**The task:** In the records below, tally each line that contains the word "once" and give the total only.

::: Exercise data

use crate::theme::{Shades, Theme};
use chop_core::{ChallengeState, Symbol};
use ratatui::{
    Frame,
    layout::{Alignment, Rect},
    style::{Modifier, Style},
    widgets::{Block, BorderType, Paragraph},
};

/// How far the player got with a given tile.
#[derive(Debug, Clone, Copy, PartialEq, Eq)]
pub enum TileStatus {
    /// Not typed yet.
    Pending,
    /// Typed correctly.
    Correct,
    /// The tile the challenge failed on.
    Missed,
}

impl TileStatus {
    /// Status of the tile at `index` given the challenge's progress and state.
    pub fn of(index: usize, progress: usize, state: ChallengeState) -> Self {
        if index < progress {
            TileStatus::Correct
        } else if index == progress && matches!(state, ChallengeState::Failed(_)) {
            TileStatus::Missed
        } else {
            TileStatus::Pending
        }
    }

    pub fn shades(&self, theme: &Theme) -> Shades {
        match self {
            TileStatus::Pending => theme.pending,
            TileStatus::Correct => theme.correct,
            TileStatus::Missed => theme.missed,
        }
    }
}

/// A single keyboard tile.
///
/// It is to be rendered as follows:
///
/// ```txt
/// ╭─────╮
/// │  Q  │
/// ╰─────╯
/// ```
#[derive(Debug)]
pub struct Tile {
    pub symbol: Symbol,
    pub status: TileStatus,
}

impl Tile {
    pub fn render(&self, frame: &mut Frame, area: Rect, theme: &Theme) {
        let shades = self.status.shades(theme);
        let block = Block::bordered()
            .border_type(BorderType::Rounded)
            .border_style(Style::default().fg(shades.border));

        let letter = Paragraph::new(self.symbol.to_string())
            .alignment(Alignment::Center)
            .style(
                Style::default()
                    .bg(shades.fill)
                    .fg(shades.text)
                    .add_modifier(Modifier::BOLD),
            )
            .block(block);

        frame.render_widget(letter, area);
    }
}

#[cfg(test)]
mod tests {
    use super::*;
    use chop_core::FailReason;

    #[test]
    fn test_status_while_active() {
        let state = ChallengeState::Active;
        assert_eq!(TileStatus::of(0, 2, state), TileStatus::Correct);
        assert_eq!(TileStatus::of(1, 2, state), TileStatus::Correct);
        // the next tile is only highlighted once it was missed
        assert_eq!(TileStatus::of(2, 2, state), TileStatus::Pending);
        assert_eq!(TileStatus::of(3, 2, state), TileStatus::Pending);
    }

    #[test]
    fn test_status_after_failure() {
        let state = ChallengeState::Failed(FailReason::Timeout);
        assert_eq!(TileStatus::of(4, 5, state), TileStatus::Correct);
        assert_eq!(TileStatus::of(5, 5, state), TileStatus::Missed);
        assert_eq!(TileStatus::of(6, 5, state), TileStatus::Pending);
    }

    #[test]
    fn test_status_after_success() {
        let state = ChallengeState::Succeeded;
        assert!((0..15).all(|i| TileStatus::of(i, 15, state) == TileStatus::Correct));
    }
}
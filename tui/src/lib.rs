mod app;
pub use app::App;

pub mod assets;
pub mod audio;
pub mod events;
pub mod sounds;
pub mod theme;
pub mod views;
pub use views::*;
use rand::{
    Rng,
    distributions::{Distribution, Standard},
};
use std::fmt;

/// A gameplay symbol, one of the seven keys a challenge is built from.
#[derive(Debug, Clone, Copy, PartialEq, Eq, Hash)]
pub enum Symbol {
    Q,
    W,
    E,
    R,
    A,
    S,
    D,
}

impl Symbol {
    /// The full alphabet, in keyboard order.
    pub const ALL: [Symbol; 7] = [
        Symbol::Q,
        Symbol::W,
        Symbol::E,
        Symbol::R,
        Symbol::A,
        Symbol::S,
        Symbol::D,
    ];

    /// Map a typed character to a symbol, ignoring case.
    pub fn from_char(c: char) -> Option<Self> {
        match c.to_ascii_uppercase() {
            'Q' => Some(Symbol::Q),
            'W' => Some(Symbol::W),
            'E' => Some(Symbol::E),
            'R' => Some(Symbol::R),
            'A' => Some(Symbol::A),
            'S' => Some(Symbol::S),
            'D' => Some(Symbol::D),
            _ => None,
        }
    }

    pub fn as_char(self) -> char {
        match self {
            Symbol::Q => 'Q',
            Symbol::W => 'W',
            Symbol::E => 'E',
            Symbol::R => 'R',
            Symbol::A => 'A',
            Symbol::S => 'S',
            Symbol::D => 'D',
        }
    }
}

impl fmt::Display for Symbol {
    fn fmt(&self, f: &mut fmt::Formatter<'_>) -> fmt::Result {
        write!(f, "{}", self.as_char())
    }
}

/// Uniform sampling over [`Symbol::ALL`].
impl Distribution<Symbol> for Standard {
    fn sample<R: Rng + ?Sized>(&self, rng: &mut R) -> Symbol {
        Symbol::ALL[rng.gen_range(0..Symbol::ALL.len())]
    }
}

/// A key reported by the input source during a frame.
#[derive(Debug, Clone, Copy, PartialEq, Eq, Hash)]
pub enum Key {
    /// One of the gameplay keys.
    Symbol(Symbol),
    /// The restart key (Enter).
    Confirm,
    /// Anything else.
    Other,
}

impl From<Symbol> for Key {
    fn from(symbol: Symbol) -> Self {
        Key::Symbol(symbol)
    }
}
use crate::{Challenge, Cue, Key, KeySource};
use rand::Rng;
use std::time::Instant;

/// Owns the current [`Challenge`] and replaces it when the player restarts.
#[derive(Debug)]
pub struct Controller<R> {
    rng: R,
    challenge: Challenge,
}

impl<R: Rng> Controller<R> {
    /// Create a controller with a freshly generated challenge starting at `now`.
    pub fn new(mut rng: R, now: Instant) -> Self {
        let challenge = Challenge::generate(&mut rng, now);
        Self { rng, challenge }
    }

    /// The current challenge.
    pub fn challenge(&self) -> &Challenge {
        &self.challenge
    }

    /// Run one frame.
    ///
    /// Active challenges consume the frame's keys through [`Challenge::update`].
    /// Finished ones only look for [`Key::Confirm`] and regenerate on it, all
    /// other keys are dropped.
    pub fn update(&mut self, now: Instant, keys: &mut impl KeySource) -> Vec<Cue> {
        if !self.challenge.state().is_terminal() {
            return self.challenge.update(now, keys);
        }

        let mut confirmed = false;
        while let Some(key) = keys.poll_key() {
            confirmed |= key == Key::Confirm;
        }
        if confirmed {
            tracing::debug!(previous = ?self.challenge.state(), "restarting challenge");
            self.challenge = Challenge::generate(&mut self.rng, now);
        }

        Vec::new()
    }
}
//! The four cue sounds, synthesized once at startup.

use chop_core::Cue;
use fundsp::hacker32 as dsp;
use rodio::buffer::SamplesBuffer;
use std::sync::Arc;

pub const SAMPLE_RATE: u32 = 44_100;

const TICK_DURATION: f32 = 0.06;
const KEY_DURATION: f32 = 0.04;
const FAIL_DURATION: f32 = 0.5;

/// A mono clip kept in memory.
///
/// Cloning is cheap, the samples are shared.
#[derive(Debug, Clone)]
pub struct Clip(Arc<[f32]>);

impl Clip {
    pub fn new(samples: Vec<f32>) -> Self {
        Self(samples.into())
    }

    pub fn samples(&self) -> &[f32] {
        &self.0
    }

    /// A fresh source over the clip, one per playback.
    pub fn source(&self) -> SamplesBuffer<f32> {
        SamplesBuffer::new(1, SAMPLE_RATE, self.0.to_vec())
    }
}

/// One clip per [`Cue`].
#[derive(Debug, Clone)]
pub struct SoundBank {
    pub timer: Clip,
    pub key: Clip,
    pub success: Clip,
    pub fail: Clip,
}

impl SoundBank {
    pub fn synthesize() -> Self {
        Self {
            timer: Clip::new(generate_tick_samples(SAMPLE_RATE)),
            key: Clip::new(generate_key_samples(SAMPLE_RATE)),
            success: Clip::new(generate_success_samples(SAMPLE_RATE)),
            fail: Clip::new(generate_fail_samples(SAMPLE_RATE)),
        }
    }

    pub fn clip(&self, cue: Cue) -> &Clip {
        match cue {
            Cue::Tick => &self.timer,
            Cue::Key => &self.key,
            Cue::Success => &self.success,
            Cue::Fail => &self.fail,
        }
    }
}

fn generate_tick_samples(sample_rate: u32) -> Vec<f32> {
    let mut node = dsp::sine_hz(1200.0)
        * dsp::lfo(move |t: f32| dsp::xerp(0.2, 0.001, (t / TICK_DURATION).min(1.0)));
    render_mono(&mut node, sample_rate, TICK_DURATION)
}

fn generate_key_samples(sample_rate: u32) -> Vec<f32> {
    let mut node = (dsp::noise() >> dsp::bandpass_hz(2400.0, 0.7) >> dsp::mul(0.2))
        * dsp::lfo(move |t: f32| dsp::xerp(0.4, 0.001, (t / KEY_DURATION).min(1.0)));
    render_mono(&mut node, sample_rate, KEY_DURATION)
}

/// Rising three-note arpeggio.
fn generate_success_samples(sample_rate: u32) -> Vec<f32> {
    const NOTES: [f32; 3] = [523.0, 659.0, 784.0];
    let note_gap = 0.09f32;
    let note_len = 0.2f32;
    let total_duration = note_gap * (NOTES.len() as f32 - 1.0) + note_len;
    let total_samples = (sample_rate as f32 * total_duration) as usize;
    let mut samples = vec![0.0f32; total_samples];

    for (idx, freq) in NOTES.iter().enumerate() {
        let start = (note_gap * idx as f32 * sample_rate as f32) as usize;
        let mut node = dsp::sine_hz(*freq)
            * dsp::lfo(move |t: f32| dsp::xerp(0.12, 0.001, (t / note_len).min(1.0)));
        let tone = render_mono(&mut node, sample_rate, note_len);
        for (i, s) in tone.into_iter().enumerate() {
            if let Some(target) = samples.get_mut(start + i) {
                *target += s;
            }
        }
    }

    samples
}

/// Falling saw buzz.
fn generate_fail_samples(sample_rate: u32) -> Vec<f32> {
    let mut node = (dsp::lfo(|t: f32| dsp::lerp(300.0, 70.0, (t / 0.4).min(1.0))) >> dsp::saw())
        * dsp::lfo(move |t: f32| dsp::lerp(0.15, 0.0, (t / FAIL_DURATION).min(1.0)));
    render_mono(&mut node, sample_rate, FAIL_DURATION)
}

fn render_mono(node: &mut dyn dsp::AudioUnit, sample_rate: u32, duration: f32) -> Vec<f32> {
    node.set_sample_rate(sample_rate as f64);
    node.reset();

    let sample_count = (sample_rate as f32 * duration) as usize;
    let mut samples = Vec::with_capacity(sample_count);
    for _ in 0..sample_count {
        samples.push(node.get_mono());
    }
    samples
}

::::::
::: Exercise data

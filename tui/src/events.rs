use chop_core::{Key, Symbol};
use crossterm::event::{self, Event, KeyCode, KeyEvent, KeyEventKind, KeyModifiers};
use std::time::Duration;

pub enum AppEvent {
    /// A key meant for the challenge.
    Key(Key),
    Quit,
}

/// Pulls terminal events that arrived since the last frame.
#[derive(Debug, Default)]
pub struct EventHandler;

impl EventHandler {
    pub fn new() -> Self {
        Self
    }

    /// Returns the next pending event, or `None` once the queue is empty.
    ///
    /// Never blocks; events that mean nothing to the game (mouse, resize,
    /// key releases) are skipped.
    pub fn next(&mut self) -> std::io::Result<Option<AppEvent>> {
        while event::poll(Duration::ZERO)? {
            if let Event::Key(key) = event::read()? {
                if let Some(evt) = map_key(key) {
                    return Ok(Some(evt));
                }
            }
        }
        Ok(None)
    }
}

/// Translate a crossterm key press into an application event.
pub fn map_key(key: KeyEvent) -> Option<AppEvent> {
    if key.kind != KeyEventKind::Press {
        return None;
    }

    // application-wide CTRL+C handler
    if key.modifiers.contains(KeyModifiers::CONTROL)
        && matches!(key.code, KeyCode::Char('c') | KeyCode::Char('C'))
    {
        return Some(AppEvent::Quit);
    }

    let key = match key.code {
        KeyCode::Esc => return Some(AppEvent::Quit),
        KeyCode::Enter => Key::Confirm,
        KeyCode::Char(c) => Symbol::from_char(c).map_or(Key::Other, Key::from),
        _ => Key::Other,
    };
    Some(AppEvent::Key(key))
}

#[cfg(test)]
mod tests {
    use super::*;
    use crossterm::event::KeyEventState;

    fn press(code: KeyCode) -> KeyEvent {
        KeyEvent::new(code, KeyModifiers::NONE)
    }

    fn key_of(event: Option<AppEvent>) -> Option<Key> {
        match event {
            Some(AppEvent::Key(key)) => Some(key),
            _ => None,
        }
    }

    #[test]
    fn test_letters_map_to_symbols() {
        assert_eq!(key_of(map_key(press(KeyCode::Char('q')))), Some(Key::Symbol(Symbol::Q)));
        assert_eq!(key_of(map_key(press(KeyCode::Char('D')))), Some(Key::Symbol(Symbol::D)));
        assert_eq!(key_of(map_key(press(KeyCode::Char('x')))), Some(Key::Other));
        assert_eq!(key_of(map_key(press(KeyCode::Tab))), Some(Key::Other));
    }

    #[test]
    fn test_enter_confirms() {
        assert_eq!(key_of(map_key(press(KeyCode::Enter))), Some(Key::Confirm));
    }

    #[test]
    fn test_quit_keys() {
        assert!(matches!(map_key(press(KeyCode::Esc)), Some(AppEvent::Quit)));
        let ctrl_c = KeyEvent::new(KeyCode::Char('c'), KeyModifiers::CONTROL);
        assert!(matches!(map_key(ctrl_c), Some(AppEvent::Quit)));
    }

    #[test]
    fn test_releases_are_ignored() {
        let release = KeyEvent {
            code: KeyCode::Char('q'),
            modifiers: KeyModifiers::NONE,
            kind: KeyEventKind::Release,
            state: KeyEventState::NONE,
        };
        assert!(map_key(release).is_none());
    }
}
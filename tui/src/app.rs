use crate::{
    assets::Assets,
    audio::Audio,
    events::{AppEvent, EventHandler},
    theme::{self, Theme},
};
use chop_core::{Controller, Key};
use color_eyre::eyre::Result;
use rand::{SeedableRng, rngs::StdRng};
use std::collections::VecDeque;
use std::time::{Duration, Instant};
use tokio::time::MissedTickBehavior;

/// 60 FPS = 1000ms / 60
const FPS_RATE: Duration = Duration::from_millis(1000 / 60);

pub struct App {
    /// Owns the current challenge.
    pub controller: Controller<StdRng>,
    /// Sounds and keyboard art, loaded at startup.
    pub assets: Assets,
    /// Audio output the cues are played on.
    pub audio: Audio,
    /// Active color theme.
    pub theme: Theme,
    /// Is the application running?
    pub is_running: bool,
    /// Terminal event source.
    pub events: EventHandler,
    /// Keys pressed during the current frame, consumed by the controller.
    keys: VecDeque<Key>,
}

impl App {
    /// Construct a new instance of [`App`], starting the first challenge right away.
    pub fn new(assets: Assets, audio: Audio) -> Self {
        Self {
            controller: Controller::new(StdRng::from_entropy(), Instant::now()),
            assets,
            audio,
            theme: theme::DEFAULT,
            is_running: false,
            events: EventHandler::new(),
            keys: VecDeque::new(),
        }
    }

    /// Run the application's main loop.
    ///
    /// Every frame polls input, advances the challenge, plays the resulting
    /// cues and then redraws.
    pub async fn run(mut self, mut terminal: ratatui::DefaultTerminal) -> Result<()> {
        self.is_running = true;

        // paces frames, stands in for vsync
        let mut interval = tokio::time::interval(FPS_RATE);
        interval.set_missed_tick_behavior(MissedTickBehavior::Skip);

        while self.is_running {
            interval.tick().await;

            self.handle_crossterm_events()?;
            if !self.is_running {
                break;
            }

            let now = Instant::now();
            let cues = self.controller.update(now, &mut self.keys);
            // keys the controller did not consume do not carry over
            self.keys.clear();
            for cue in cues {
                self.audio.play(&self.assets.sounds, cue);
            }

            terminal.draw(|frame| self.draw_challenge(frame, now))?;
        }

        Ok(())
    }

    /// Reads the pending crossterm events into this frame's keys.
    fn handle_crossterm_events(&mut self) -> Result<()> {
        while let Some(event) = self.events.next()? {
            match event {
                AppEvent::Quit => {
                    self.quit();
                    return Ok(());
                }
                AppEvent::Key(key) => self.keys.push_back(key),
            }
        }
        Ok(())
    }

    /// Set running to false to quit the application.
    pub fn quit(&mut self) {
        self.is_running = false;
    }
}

::::::
::: Exercise data

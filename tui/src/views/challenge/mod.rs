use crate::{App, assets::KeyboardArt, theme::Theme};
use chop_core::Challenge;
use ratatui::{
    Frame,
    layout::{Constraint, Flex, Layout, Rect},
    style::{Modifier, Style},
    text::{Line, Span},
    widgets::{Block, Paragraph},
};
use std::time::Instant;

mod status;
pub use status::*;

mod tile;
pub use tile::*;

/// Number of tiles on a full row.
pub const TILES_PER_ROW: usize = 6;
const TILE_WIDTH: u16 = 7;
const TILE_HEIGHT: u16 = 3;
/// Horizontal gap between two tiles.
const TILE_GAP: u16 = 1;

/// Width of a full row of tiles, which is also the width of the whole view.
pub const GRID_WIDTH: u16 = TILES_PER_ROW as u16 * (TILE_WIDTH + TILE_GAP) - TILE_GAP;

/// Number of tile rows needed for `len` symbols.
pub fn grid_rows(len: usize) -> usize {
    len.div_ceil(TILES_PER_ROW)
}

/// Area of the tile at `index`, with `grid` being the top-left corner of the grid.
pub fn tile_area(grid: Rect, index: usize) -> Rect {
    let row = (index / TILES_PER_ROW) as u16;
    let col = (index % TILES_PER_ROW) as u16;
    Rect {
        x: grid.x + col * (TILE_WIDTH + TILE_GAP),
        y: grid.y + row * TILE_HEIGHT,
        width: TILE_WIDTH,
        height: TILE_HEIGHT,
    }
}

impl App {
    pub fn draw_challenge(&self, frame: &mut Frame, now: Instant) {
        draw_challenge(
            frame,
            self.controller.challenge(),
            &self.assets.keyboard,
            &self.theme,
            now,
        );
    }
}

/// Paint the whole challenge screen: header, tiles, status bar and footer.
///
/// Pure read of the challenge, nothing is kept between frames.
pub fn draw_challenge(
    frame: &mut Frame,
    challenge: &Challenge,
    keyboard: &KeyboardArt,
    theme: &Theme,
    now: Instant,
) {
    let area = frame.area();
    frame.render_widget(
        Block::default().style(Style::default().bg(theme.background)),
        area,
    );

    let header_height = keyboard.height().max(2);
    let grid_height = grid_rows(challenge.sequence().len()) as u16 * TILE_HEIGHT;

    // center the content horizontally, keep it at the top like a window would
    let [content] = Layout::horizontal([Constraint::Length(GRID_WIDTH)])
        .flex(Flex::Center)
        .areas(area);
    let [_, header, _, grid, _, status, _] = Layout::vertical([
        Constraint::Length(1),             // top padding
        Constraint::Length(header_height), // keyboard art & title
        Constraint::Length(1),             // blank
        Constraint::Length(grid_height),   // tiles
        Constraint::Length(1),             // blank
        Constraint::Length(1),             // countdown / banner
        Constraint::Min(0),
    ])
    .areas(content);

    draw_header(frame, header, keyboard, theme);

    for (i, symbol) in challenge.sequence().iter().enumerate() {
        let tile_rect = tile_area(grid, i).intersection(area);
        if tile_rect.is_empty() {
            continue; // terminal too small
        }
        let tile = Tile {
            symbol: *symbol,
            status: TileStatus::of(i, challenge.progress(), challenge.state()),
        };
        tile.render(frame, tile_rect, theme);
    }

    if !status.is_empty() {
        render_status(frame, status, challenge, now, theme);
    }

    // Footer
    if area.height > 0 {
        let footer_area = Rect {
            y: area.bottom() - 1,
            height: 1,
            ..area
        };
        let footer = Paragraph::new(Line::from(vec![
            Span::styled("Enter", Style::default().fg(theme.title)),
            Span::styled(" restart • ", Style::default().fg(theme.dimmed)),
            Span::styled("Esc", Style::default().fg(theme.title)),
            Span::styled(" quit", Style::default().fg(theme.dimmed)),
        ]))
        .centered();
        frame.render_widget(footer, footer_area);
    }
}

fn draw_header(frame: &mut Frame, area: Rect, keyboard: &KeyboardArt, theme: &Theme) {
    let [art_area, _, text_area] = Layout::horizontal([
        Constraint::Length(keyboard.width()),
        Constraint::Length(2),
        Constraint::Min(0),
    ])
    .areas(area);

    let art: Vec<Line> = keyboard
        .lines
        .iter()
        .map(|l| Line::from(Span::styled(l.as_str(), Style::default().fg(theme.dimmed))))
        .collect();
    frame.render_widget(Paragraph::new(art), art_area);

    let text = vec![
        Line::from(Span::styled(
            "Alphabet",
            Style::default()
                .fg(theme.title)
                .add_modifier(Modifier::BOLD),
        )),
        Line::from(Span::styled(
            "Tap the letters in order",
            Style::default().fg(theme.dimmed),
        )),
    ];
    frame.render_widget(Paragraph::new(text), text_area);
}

::::::

**Result below:** 3